Wir leben nun mal in einer Welt, in der die eigene Freiheit auch die Freiheit der anderen ist – oder: in der die eigene Authentizität mit vielen anderen korrespondieren muss. Authentizität orientiert sich daher sinnvollerweise auch an Rollenerwartungen, persönlichen Zielen und gesellschaftlichen Werten – kurz: ist sozialverträglich. Möglicherweise geht es in vielen Gesprächen über das „wahre Ich“ auch weniger um authentisches Auftreten als um selbstbestimmtes Handeln, um die Legitimierung des eigenen Verhaltens mithilfe eines „So bin ich halt“.
Dabei hat „Ich bin, wie ich bin“ etwas Schicksalhaftes – und ist der Totschläger in allen Veränderungsprozessen, der auch in Coaching und Beratung bremsend bis blockierend wirkt. Es handelt sich um eine Authentizität, die von der Verantwortung entbindet, andere Seiten oder blinde Flecken an sich selbst zu entdecken, die aber möglicherweise ebenso authentisch sind. Oder sind die bisher weniger ausgelebten Persönlichkeitsanteile weniger wahr?

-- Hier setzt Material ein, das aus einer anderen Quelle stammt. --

use proc_macro2::{Span, TokenStream};
use quote::quote;
use syn::parse::{Parse, ParseStream};
use syn::{Error, Result};

use crate::util::{self, Attr, Named};

pub(crate) fn imp(args: TokenStream, input: TokenStream) -> Result<TokenStream> {
    let args: Attr<FnOpt> = syn::parse2(args)?;

    let crate_name = match args.find_one(|opt| match opt {
        FnOpt::HerdAs(_, ts) => Some(ts),
        _ => None,
    })? {
        Some((_, ts)) => ts.clone(),
        None => quote!(::herd),
    };

    let kind = match args.find_one(|opt| match opt {
        FnOpt::Kind(_, expr) => Some(expr),
        _ => None,
    })? {
        Some((_, expr)) => expr,
        None => {
            return Err(Error::new(
                Span::call_site(),
                "components must declare their type in the form `kind = <u16 expression>`",
            ))
        }
    };

    let blank = match args.find_one(|opt| match opt {
        FnOpt::Blank(_, expr) => Some(expr),
        _ => None,
    })? {
        Some((_, expr)) => quote!((#expr)()),
        None => quote!(::core::default::Default::default()),
    };

    let input: syn::DeriveInput = syn::parse2(input)?;
    if let syn::Data::Union(item) = &input.data {
        return Err(Error::new_spanned(item.union_token, "unions cannot be components"));
    }

    let generics = util::parse_generics(&input);

    let component = generics.impl_trait(
        quote!(#crate_name::comp::Component),
        quote! {
            fn component_type(&self) -> #crate_name::comp::ComponentType {
                <Self as #crate_name::comp::Kind>::TYPE
            }

            fn as_any(&self) -> &dyn ::core::any::Any { self }

            fn as_any_mut(&mut self) -> &mut dyn ::core::any::Any { self }

            fn reset(&mut self) { *self = <Self as #crate_name::comp::Kind>::blank(); }
        },
    );

    let kind_impl = generics.impl_trait(
        quote!(#crate_name::comp::Kind),
        quote! {
            const TYPE: #crate_name::comp::ComponentType =
                #crate_name::comp::ComponentType::new(#kind);

            fn blank() -> Self { #blank }
        },
    );

    Ok(quote! {
        #input
        #component
        #kind_impl
    })
}

enum FnOpt {
    HerdAs(syn::token::Paren, TokenStream),
    Kind(syn::Token![=], syn::Expr),
    Blank(syn::Token![=], syn::Expr),
}

impl Parse for Named<FnOpt> {
    fn parse(input: ParseStream) -> Result<Self> {
        let name = input.parse::<syn::Ident>()?;

        let value = match name.to_string().as_str() {
            "herd_as" => {
                let inner;
                let paren = syn::parenthesized!(inner in input);
                let args = inner.parse()?;
                FnOpt::HerdAs(paren, args)
            }
            "kind" => {
                let eq: syn::Token![=] = input.parse()?;
                let expr = input.parse::<syn::Expr>()?;
                FnOpt::Kind(eq, expr)
            }
            "blank" => {
                let eq: syn::Token![=] = input.parse()?;
                let expr = input.parse::<syn::Expr>()?;
                FnOpt::Blank(eq, expr)
            }
            _ => return Err(Error::new_spanned(&name, format!("Unknown argument `{}`", name))),
        };

        Ok(Named { name, value })
    }
}
impl Context {
    /// Creates a context with `total_components` component types and the default configuration.
    ///
    /// # Panics
    /// Panics if `total_components` is zero.
    pub fn new(total_components: usize) -> Self { Builder::new(total_components).build() }

    /// Starts building a context with `total_components` component types.
    pub fn builder(total_components: usize) -> Builder { Builder::new(total_components) }

    pub(crate) fn from_parts(config: Config, registry: Registry) -> Self {
        let total = config.total_components;
        let inner = Inner {
            next_id: Cell::new(config.first_id),
            config,
            registry,
            entities: RefCell::new(IndexMap::new()),
            entities_cache: RefCell::new(None),
            reusable: RefCell::new(Vec::new()),
            dying: RefCell::new(Vec::new()),
            groups: RefCell::new(IndexMap::new()),
            group_index: RefCell::new((0..total).map(|_| Vec::new()).collect()),
            component_pool: RefCell::new((0..total).map(|_| Vec::new()).collect()),
            entity_listeners: RefCell::new(IndexMap::new()),
            group_created_listeners: RefCell::new(Vec::new()),
        };
        Self { inner: Rc::new(inner) }
    }

    /// The configuration this context was built with.
    pub fn config(&self) -> &Config { &self.inner.config }

    /// The number of component types, equal to the number of slots of every entity.
    pub fn total_components(&self) -> usize { self.inner.config.total_components }

    /// Returns a blank component of type `ty`.
    ///
    /// Reuses a component previously removed from an entity if one is available
    /// and no longer referenced elsewhere, after [resetting](crate::Component::reset) it.
    /// Otherwise constructs a new instance with the registered blank constructor.
    ///
    /// # Panics
    /// Panics if no instance can be reused and no constructor is registered for `ty`.
    pub fn create_component(&self, ty: ComponentType) -> ComponentRef {
        if let Some(component) = self.pop_pooled_component(ty) {
            component.borrow_mut().reset();
            log::trace!("Reusing pooled component of type {ty}");
            return component;
        }

        match self.inner.registry.construct(ty) {
            Some(component) => component,
            None => panic!(
                "Cannot create a component of type {ty} because no blank constructor is \
                 registered for it"
            ),
        }
    }

    /// Creates an entity with the given components.
    ///
    /// The entity reuses the storage of a destroyed entity if one is available.
    /// After the components are attached, the entity is matched against every group
    /// and [`ContextEvent::Created`] is fired.
    ///
    /// Returns [`Error::ComponentExists`] without creating anything
    /// if two components share the same type.
    pub fn create_entity(
        &self,
        components: impl IntoIterator<Item = ComponentRef>,
    ) -> Result<Entity> {
        let components: Vec<ComponentRef> = components.into_iter().collect();
        if let Some(ty) = components.iter().map(ComponentRef::component_type).duplicates().next() {
            return Err(Error::ComponentExists(ty));
        }

        let entity = self.obtain_entity();
        entity.add_component(components).expect("component types were checked to be distinct");

        self.inner.entities.borrow_mut().insert(entity.id(), entity.clone());
        self.invalidate_entities_cache();

        for group in self.all_groups() {
            group.handle_entity(&entity);
        }

        self.fire_entity_event(ContextEvent::Created, &entity);
        log::trace!("Created {entity}");

        Ok(entity)
    }

    /// Destroys an entity owned by this context.
    ///
    /// Fires [`ContextEvent::WillBeDestroyed`], removes all components
    /// (re-evaluating the groups of each component type, which may drop the entity but never adopt it),
    /// drops all listeners of the entity, fires [`ContextEvent::Destroyed`],
    /// evicts the entity from every group and retains its storage for reuse.
    /// All existing handles to the entity become stale.
    ///
    /// Destroying an entity again from a listener while it is being destroyed has no effect.
    ///
    /// # Panics
    /// Panics if the entity is not currently owned by this context.
    pub fn destroy_entity(&self, entity: &Entity) {
        if !self.has_entity(entity) {
            panic!("Cannot destroy {entity:?} because it is not owned by this context");
        }
        if self.is_dying(entity) {
            log::trace!("{entity:?} is already being destroyed");
            return;
        }

        self.inner.dying.borrow_mut().push(entity.id());
        self.fire_entity_event(ContextEvent::WillBeDestroyed, entity);
        entity.remove_all_components();
        entity.remove_all_events();
        self.fire_entity_event(ContextEvent::Destroyed, entity);

        self.inner.entities.borrow_mut().swap_remove(&entity.id());
        self.invalidate_entities_cache();

        for group in self.all_groups() {
            group.remove_entity(entity);
        }

        entity.retire();
        self.inner.dying.borrow_mut().retain(|&id| id != entity.id());
        self.inner.reusable.borrow_mut().push(entity.clone());
        log::trace!("Destroyed {entity:?}");
    }

    /// Destroys every entity in bulk.
    ///
    /// Each entity fires [`ContextEvent::WillBeDestroyed`] and [`ContextEvent::Destroyed`],
    /// but its listeners are dropped before its components are removed,
    /// so no per-component group re-evaluation takes place.
    /// Entities created by these listeners are destroyed in the same pass,
    /// and entities destroyed by them individually are skipped.
    /// Every group is emptied afterwards, firing [`EventKind::Removed`] for each member.
    ///
    /// Entities and their components are only retained for reuse
    /// if [`Config::recycle_on_reset`] is set.
    pub fn destroy_all_entities(&self) {
        let recycle = self.inner.config.recycle_on_reset;
        log::debug!("Destroying all {} entities (recycle = {recycle})", self.count());

        let mut destroyed = Vec::new();
        loop {
            let pending: Vec<Entity> = self
                .inner
                .entities
                .borrow()
                .values()
                .filter(|entity| !self.is_dying(entity))
                .cloned()
                .collect();
            if pending.is_empty() {
                break;
            }

            for entity in pending {
                if !self.has_entity(&entity) || self.is_dying(&entity) {
                    continue;
                }

                self.inner.dying.borrow_mut().push(entity.id());
                self.fire_entity_event(ContextEvent::WillBeDestroyed, &entity);
                entity.remove_all_events();
                if recycle {
                    for component in entity.components().iter() {
                        self.pool_component(component);
                    }
                }
                entity.remove_all_components();
                self.fire_entity_event(ContextEvent::Destroyed, &entity);
                destroyed.push(entity);
            }
        }

        self.inner.entities.borrow_mut().clear();
        self.invalidate_entities_cache();

        for group in self.all_groups() {
            group.clear();
        }

        for entity in &destroyed {
            entity.retire();
        }
        self.inner
            .dying
            .borrow_mut()
            .retain(|&id| destroyed.iter().all(|entity| entity.id() != id));
        if recycle {
            self.inner.reusable.borrow_mut().extend(destroyed);
        }
    }

    /// The live entities, in no particular order.
    ///
    /// The snapshot is cached until an entity is created or destroyed.
    pub fn entities(&self) -> Rc<[Entity]> {
        let mut cache = self.inner.entities_cache.borrow_mut();
        let entities =
            cache.get_or_insert_with(|| self.inner.entities.borrow().values().cloned().collect());
        Rc::clone(entities)
    }

    /// Returns the live entity with the given id.
    pub fn get_entity(&self, id: EntityId) -> Option<Entity> {
        self.inner.entities.borrow().get(&id).cloned()
    }

    /// The number of live entities.
    pub fn count(&self) -> usize { self.inner.entities.borrow().len() }

    /// Whether `entity` is exactly the live entity registered under its id.
    ///
    /// Returns `false` for stale handles, even if the id has been reused.
    pub fn has_entity(&self, entity: &Entity) -> bool {
        self.inner.entities.borrow().get(&entity.id()).map_or(false, |live| live == entity)
    }

    /// The number of destroyed entity storages available for reuse.
    pub fn reusable_count(&self) -> usize { self.inner.reusable.borrow().len() }

    /// The number of retired component instances of type `ty` held for reuse.
    pub fn pooled_component_count(&self, ty: ComponentType) -> usize {
        self.inner.component_pool.borrow().get(ty.index()).map_or(0, Vec::len)
    }

    /// Returns the group of entities that satisfy all of `matchers`.
    ///
    /// The same matchers (in any order) always return the same group.
    /// A new group is populated with all live entities before it is returned,
    /// and the group-created listeners are notified.
    ///
    /// # Panics
    /// Panics if a matcher references a component type out of range.
    pub fn group(&self, matchers: impl IntoIterator<Item = Matcher>) -> Group {
        let key = GroupKey::new(matchers);
        if let Some(group) = self.inner.groups.borrow().get(&key) {
            return group.clone();
        }

        let total = self.inner.config.total_components;
        let types: Vec<ComponentType> = key
            .matchers()
            .iter()
            .flat_map(|matcher| matcher.types().iter().copied())
            .sorted()
            .dedup()
            .collect();
        if let Some(ty) = types.iter().find(|ty| ty.index() >= total) {
            panic!(
                "Cannot create a group over component type {ty}; it is out of range for a \
                 context with {total} component types"
            );
        }

        let group = Group::new(key.matchers().iter().cloned());
        for entity in self.entities().iter() {
            group.handle_entity(entity);
        }

        self.inner.groups.borrow_mut().insert(key, group.clone());
        {
            let mut index = self.inner.group_index.borrow_mut();
            for ty in types {
                index[ty.index()].push(group.clone());
            }
        }

        log::debug!("Created {group} with {} initial members", group.count());
        let listeners = self.inner.group_created_listeners.borrow().clone();
        for listener in listeners {
            listener(self, &group);
        }

        group
    }

    /// The number of groups in this context.
    pub fn group_count(&self) -> usize { self.inner.groups.borrow().len() }

    /// Subscribes `listener` to an entity lifecycle event.
    pub fn add_event(&self, event: ContextEvent, listener: impl Fn(&Context, &Entity) + 'static) {
        self.inner.entity_listeners.borrow_mut().entry(event).or_default().push(Rc::new(listener));
    }

    /// Subscribes `listener` to the creation of new groups.
    pub fn add_group_created_event(&self, listener: impl Fn(&Context, &Group) + 'static) {
        self.inner.group_created_listeners.borrow_mut().push(Rc::new(listener));
    }

    fn obtain_entity(&self) -> Entity {
        let recycled = self.inner.reusable.borrow_mut().pop();
        let entity = match recycled {
            Some(retired) => {
                let entity = retired.reissue();
                log::trace!("Recycling the storage of {entity:?}");
                entity
            }
            None => {
                let id = self.inner.next_id.get();
                self.inner.next_id.set(id + 1);
                Entity::new(id, self.inner.config.total_components)
            }
        };

        entity.add_event(EventKind::Added, self.handler(Context::on_component_added));
        entity.add_event(EventKind::Updated, self.handler(Context::on_component_updated));
        entity.add_event(EventKind::Removed, self.handler(Context::on_component_removed));

        entity
    }

    /// Binds a component event handler to a weak reference of this context.
    fn handler(
        &self,
        handle: fn(&Context, &Entity, &ComponentRef),
    ) -> impl Fn(&Entity, &ComponentRef) + 'static {
        let weak: Weak<Inner> = Rc::downgrade(&self.inner);
        move |entity, component| {
            if let Some(inner) = weak.upgrade() {
                handle(&Context { inner }, entity, component);
            }
        }
    }

    fn on_component_added(&self, entity: &Entity, component: &ComponentRef) {
        if self.has_entity(entity) {
            for group in self.groups_of(component.component_type()) {
                group.handle_entity(entity);
            }
        }
    }

    fn on_component_updated(&self, entity: &Entity, component: &ComponentRef) {
        if self.has_entity(entity) {
            for group in self.groups_of(component.component_type()) {
                group.update_entity(entity);
            }
        }
    }

    fn on_component_removed(&self, entity: &Entity, component: &ComponentRef) {
        self.pool_component(component);

        if self.has_entity(entity) {
            let dying = self.is_dying(entity);
            for group in self.groups_of(component.component_type()) {
                if !dying {
                    group.handle_entity(entity);
                } else if !group.matches(entity) {
                    group.remove_entity(entity);
                }
            }
        }
    }

    /// Whether `entity` is in the middle of being destroyed.
    fn is_dying(&self, entity: &Entity) -> bool { self.inner.dying.borrow().contains(&entity.id()) }

    fn pool_component(&self, component: &ComponentRef) {
        let mut pool = self.inner.component_pool.borrow_mut();
        if let Some(stack) = pool.get_mut(component.component_type().index()) {
            stack.push(component.clone());
        }
    }

    /// Pops a pooled component of type `ty` that is not referenced outside the pool.
    ///
    /// Instances still referenced elsewhere are discarded from the pool.
    fn pop_pooled_component(&self, ty: ComponentType) -> Option<ComponentRef> {
        let mut pool = self.inner.component_pool.borrow_mut();
        let stack = pool.get_mut(ty.index())?;
        while let Some(component) = stack.pop() {
            if component.is_unique() {
                return Some(component);
            }
        }
        None
    }

    fn groups_of(&self, ty: ComponentType) -> Vec<Group> {
        self.inner.group_index.borrow().get(ty.index()).cloned().unwrap_or_default()
    }

    fn all_groups(&self) -> Vec<Group> { self.inner.groups.borrow().values().cloned().collect() }

    fn invalidate_entities_cache(&self) { *self.inner.entities_cache.borrow_mut() = None; }

    fn fire_entity_event(&self, event: ContextEvent, entity: &Entity) {
        let listeners = self.inner.entity_listeners.borrow().get(&event).cloned().unwrap_or_default();
        for listener in listeners {
            listener(self, entity);
        }
    }
}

Aufgabe im Coaching ist es, den Coachee nicht „echter“, sondern vollständiger zu machen – in all seiner Vielfalt. Dazu gehört auch, ihn mit seinen blinden Flecken zu konfrontieren. „Ver-rückt“ zu sein, aus dem traditionellen Ich und auch mal aus der Spur zu fallen, Gewohnheiten durch neue Abläufe zu ersetzen, Experimente zu wagen – all das kann uns aus dem angestaubten „So bin ich“ herauslocken. Wer sich und seinen Klientinnen und Klienten ein solches Maß an Wechselhaftigkeit erlaubt, wird bald feststellen: Es befreit ungemein.